- Opening Delimiter -

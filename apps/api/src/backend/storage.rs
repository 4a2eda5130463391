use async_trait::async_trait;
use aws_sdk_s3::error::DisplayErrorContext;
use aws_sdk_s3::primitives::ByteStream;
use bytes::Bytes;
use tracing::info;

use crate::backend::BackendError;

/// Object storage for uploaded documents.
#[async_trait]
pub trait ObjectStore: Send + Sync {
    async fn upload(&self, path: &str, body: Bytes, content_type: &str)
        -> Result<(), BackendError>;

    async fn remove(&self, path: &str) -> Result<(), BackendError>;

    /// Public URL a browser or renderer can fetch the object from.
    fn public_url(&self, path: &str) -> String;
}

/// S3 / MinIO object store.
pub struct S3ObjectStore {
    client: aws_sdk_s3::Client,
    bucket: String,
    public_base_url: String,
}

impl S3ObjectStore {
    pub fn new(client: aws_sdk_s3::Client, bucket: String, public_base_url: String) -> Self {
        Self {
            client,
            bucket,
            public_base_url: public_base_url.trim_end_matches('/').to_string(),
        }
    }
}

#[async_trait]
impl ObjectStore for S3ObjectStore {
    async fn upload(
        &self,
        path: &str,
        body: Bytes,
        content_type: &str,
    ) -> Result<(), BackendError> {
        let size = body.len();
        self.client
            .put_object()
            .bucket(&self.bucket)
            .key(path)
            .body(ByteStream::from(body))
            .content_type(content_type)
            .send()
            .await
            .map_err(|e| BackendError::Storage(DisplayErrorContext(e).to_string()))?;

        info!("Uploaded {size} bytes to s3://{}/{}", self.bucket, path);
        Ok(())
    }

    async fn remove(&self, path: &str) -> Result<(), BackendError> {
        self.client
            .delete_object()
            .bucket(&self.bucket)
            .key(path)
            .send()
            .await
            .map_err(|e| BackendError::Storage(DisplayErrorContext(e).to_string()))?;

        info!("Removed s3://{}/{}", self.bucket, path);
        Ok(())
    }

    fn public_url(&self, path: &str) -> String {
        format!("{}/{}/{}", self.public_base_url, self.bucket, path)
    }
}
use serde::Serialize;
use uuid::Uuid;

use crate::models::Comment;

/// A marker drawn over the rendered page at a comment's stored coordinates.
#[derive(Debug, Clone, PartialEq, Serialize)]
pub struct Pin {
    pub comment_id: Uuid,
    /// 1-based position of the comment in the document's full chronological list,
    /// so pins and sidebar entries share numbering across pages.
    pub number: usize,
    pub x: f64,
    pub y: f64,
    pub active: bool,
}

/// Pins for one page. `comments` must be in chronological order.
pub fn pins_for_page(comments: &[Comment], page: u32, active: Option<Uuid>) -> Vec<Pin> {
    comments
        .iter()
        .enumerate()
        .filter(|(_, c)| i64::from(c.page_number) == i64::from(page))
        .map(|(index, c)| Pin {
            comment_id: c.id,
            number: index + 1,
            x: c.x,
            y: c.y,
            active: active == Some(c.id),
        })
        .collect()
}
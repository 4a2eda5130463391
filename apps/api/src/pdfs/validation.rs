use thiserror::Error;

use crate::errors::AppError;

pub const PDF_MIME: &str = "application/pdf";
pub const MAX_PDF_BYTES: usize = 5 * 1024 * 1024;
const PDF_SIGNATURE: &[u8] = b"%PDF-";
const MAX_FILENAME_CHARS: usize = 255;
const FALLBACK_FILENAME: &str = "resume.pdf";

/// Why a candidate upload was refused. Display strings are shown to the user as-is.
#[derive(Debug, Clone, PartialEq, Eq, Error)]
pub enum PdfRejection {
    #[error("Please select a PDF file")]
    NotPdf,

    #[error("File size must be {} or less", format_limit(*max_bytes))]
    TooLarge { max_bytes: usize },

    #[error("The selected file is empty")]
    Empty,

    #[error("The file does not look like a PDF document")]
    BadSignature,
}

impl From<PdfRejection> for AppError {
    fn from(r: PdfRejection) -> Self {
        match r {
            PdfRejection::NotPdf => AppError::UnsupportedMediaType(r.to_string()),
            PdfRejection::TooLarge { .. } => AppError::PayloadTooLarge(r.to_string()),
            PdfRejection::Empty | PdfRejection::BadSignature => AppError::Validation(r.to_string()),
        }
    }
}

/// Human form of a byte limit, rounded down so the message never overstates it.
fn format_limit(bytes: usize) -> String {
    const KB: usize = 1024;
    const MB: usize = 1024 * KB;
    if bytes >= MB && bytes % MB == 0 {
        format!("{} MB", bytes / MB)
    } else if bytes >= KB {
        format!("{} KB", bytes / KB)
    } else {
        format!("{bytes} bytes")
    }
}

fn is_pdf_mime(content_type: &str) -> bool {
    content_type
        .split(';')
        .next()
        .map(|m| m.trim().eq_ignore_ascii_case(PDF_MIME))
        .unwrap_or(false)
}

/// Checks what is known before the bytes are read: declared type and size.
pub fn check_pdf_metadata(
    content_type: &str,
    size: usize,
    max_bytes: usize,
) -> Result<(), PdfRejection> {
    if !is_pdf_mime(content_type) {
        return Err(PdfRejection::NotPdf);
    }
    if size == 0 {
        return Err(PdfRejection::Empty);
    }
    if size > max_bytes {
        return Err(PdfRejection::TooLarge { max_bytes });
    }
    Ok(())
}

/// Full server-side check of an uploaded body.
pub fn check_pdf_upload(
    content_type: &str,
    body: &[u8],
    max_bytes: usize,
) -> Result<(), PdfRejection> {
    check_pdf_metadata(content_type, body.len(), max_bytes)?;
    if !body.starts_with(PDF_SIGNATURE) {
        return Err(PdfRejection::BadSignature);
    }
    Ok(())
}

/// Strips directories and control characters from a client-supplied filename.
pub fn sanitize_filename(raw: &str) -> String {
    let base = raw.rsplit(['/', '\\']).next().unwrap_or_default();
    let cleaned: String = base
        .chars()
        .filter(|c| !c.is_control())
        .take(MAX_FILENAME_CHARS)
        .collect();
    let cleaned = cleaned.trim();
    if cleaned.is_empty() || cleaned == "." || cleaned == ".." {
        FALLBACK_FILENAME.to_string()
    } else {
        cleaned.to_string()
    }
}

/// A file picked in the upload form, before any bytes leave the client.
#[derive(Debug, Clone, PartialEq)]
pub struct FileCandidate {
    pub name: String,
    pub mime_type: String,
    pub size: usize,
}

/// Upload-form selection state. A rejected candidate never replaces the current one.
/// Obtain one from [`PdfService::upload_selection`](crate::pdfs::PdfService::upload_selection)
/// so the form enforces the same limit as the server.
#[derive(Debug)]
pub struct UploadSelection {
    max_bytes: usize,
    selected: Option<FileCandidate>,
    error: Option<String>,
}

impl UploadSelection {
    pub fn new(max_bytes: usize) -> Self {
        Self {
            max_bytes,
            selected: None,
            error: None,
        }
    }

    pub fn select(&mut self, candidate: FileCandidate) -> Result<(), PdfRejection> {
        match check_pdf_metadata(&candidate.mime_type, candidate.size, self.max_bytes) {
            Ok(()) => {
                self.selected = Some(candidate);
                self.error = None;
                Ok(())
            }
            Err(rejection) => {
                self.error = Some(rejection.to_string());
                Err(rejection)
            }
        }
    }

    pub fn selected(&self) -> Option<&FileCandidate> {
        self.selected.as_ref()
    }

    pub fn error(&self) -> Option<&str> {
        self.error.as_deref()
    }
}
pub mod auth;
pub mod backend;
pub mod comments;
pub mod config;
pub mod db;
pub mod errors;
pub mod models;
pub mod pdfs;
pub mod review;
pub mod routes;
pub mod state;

- Closing Delimiter -
- Opening Delimiter -

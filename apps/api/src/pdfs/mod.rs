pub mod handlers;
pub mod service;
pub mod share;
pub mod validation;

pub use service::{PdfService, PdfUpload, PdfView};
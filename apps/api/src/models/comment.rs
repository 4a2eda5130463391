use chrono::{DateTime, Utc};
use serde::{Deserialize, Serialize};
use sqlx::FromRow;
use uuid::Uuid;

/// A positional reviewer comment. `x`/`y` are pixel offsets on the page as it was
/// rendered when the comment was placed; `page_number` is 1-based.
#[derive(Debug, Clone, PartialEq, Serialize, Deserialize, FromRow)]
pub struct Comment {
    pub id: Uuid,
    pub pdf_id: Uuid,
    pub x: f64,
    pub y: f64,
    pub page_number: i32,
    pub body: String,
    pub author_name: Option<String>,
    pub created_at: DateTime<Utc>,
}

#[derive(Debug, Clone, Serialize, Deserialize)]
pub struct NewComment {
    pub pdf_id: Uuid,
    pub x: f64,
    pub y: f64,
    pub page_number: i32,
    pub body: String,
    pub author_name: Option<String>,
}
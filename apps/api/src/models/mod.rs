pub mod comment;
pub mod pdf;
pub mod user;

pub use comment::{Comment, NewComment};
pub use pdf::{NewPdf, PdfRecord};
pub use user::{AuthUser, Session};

- Closing Delimiter -

### Brief
Print exactly the lines above from the one with "filename apps/api/src/pdfs/mod.rs" to the one with "filename apps/api/src/models/comment.rs", including both.

### Solution
filename apps/api/src/pdfs/mod.rs
pub mod handlers;
pub mod service;
pub mod share;
pub mod validation;

pub use service::{PdfService, PdfUpload, PdfView};
filename apps/api/src/models/comment.rs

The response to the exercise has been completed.